impl<R: Runtime> AcceleratorSession<R> {
    /// Wraps `runtime` in an unopened session.
    pub fn new(runtime: R) -> Self {
        Self {
            runtime,
            state: SessionState::Unopened,
            env: None,
            buffers: Vec::new(),
        }
    }

    /// Creates a session and opens it in one step.
    ///
    /// On failure the partially acquired handles are already released.
    pub fn open_with(runtime: R, binary_path: &Path, kernel_names: &[String]) -> Result<Self> {
        let mut session = Self::new(runtime);
        session.open(binary_path, kernel_names)?;
        Ok(session)
    }

    /// Current lifecycle state.
    #[must_use]
    pub const fn state(&self) -> SessionState {
        self.state
    }

    /// The environment acquired by [`open`](Self::open), if any.
    #[must_use]
    pub fn environment(&self) -> Option<&Environment> {
        self.env.as_ref()
    }

    /// The wrapped runtime.
    #[must_use]
    pub fn runtime(&self) -> &R {
        &self.runtime
    }

    /// Resolved kernel handle for `name`.
    #[must_use]
    pub fn kernel(&self, name: &str) -> Option<KernelId> {
        self.env.as_ref().and_then(|env| env.kernel(name))
    }

    fn expect_state(
        &self,
        operation: &'static str,
        expected: &'static str,
        accepted: &[SessionState],
    ) -> Result<()> {
        if accepted.contains(&self.state) {
            Ok(())
        } else {
            crate::error!(
                "session",
                "{operation} called in state {:?}, expected {expected}",
                self.state
            );
            Err(Error::Sequence {
                operation,
                expected,
                actual: self.state,
            })
        }
    }

    fn queue(&self) -> Result<QueueId> {
        self.env
            .as_ref()
            .and_then(|env| env.queues.first().copied())
            .ok_or_else(|| Error::Initialization("runtime returned no command queue".to_string()))
    }

    fn device_buffer(&self, id: BufferId) -> Option<DeviceBuffer> {
        self.buffers.iter().find(|b| b.id == id).copied()
    }

    /// Bootstraps the runtime environment for `kernel_names`.
    ///
    /// # Errors
    ///
    /// [`Error::Initialization`] if no device is found, the binary fails to
    /// load, or a kernel cannot be resolved. The session is closed before the
    /// error is returned.
    pub fn open(&mut self, binary_path: &Path, kernel_names: &[String]) -> Result<()> {
        self.expect_state("open", "Unopened", &[SessionState::Unopened])?;
        crate::time_scope!("session", "open");

        let env = match self.runtime.init_environment(binary_path, kernel_names) {
            Ok(env) => env,
            Err(e) => {
                crate::error!("session", "init_environment failed: {e}");
                self.close();
                return Err(e);
            }
        };

        if env.queues.len() < kernel_names.len()
            || kernel_names.iter().any(|name| env.kernel(name).is_none())
        {
            self.close();
            return Err(Error::Initialization(format!(
                "runtime resolved {} kernel(s) and {} queue(s) for {} requested name(s)",
                env.kernels.len(),
                env.queues.len(),
                kernel_names.len()
            )));
        }

        crate::info!(
            "session",
            "opened {} on '{}' / '{}'",
            self.runtime.name(),
            env.platform,
            env.device
        );
        self.env = Some(env);
        self.state = SessionState::Opened;
        Ok(())
    }

    /// Creates one device buffer per spec, in order.
    ///
    /// # Errors
    ///
    /// [`Error::Allocation`] if the runtime cannot satisfy a request. Buffers
    /// created before the failure are released when the session closes.
    pub fn allocate_device_buffers(&mut self, specs: &[BufferSpec]) -> Result<Vec<BufferId>> {
        self.expect_state("allocate_device_buffers", "Opened", &[SessionState::Opened])?;
        crate::time_scope!("session", "allocate_device_buffers");

        let mut ids = Vec::with_capacity(specs.len());
        for spec in specs {
            let id = self.runtime.create_buffer(spec.len, spec.access)?;
            crate::debug!(
                "session",
                "device buffer {:?}: {} bytes {:?}",
                id,
                spec.byte_len(),
                spec.access
            );
            self.buffers.push(DeviceBuffer {
                id,
                len: spec.len,
                access: spec.access,
                uploaded: false,
            });
            ids.push(id);
        }

        self.state = SessionState::BuffersAllocated;
        Ok(ids)
    }

    /// Blocking copy of `host` into `device`.
    ///
    /// Returns only after the data has landed, so a later dispatch cannot
    /// observe a partial copy.
    ///
    /// # Errors
    ///
    /// [`Error::Transfer`] if `device` is unknown, is a kernel-output
    /// (`WriteOnly`) buffer, or has already been uploaded to.
    pub fn upload(&mut self, host: &[Element], device: BufferId) -> Result<()> {
        self.expect_state(
            "upload",
            "BuffersAllocated or DataUploaded",
            &[SessionState::BuffersAllocated, SessionState::DataUploaded],
        )?;

        let target = self
            .device_buffer(device)
            .ok_or_else(|| Error::Transfer(format!("unknown device buffer {device:?}")))?;
        if target.access == AccessMode::WriteOnly {
            return Err(Error::Transfer(format!(
                "device buffer {device:?} is a kernel output and cannot be uploaded to"
            )));
        }
        if target.uploaded {
            return Err(Error::Transfer(format!(
                "device buffer {device:?} has already been uploaded"
            )));
        }
        if target.len != host.len() {
            return Err(Error::BufferSize {
                what: "upload",
                expected: target.len,
                actual: host.len(),
            });
        }

        crate::time_scope!("session", format!("upload {device:?}"));
        let queue = self.queue()?;
        self.runtime.write_buffer(queue, device, host)?;
        if let Some(buffer) = self.buffers.iter_mut().find(|b| b.id == device) {
            buffer.uploaded = true;
        }
        self.state = SessionState::DataUploaded;
        Ok(())
    }

    /// Binds `args` positionally (first entry is argument 0) and enqueues one
    /// task-style invocation of `kernel`.
    ///
    /// # Errors
    ///
    /// [`Error::Dispatch`] if an argument names an unknown buffer, its access
    /// mode disagrees with the allocation, the runtime rejects the binding, or
    /// the enqueue fails.
    pub fn bind_and_dispatch(&mut self, kernel: KernelId, args: &[KernelArg]) -> Result<()> {
        self.expect_state("bind_and_dispatch", "DataUploaded", &[SessionState::DataUploaded])?;
        crate::time_scope!("session", "bind_and_dispatch");

        let known_kernel = self
            .env
            .as_ref()
            .is_some_and(|env| env.kernels.iter().any(|&(_, id)| id == kernel));
        if !known_kernel {
            return Err(Error::Dispatch(format!("unknown kernel {kernel:?}")));
        }

        for (index, arg) in args.iter().enumerate() {
            let bound = self.device_buffer(arg.buffer).ok_or_else(|| {
                Error::Dispatch(format!("argument {index}: unknown buffer {:?}", arg.buffer))
            })?;
            if bound.access != arg.access {
                return Err(Error::Dispatch(format!(
                    "argument {index}: buffer {:?} allocated {:?} but bound as {:?}",
                    arg.buffer, bound.access, arg.access
                )));
            }
            let index = u32::try_from(index)
                .map_err(|_| Error::Dispatch(format!("argument index {index} out of range")))?;
            self.runtime.set_kernel_arg(kernel, index, arg.buffer)?;
        }

        let queue = self.queue()?;
        self.runtime.enqueue_task(queue, kernel)?;
        self.state = SessionState::Dispatched;
        Ok(())
    }

    /// Blocks until the dispatched kernel has retired.
    pub fn await_completion(&mut self) -> Result<()> {
        self.expect_state("await_completion", "Dispatched", &[SessionState::Dispatched])?;
        crate::time_scope!("session", "await_completion");

        let queue = self.queue()?;
        self.runtime.finish(queue)?;
        self.state = SessionState::Completed;
        Ok(())
    }

    /// Blocking copy of `device` into `host`. Only valid after
    /// [`await_completion`](Self::await_completion).
    pub fn download(&mut self, device: BufferId, host: &mut [Element]) -> Result<()> {
        self.expect_state("download", "Completed", &[SessionState::Completed])?;

        let source = self
            .device_buffer(device)
            .ok_or_else(|| Error::Transfer(format!("unknown device buffer {device:?}")))?;
        if source.len != host.len() {
            return Err(Error::BufferSize {
                what: "download",
                expected: source.len,
                actual: host.len(),
            });
        }

        crate::time_scope!("session", format!("download {device:?}"));
        let queue = self.queue()?;
        self.runtime.read_buffer(queue, device, host)?;
        self.state = SessionState::DataDownloaded;
        Ok(())
    }

    /// Drains the queues, then releases buffers, queues, kernels, program,
    /// context and device in that order.
    ///
    /// Idempotent, and safe in every state including after a failed
    /// [`open`](Self::open).
    pub fn close(&mut self) {
        if self.state == SessionState::Closed {
            return;
        }
        crate::time_scope!("session", "close");

        if let Some(env) = &self.env {
            for &queue in &env.queues {
                if let Err(e) = self.runtime.finish(queue) {
                    crate::warn!("session", "queue {:?} did not drain cleanly: {e}", queue);
                }
            }
        }
        for kind in HandleKind::RELEASE_ORDER {
            self.runtime.release(kind);
        }

        self.buffers.clear();
        self.env = None;
        self.state = SessionState::Closed;
    }
}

* **Work instructions**
Would you print, exactly as written, every line above from the one holding "later dispatch cannot" through the one holding "been uploaded to.", with both included and no other lines?

* **Result of this exercise**
    /// Returns only after the data has landed, so a later dispatch cannot
    /// observe a partial copy.
    ///
    /// # Errors
    ///
    /// [`Error::Transfer`] if `device` is unknown, is a kernel-output
    /// (`WriteOnly`) buffer, or has already been uploaded to.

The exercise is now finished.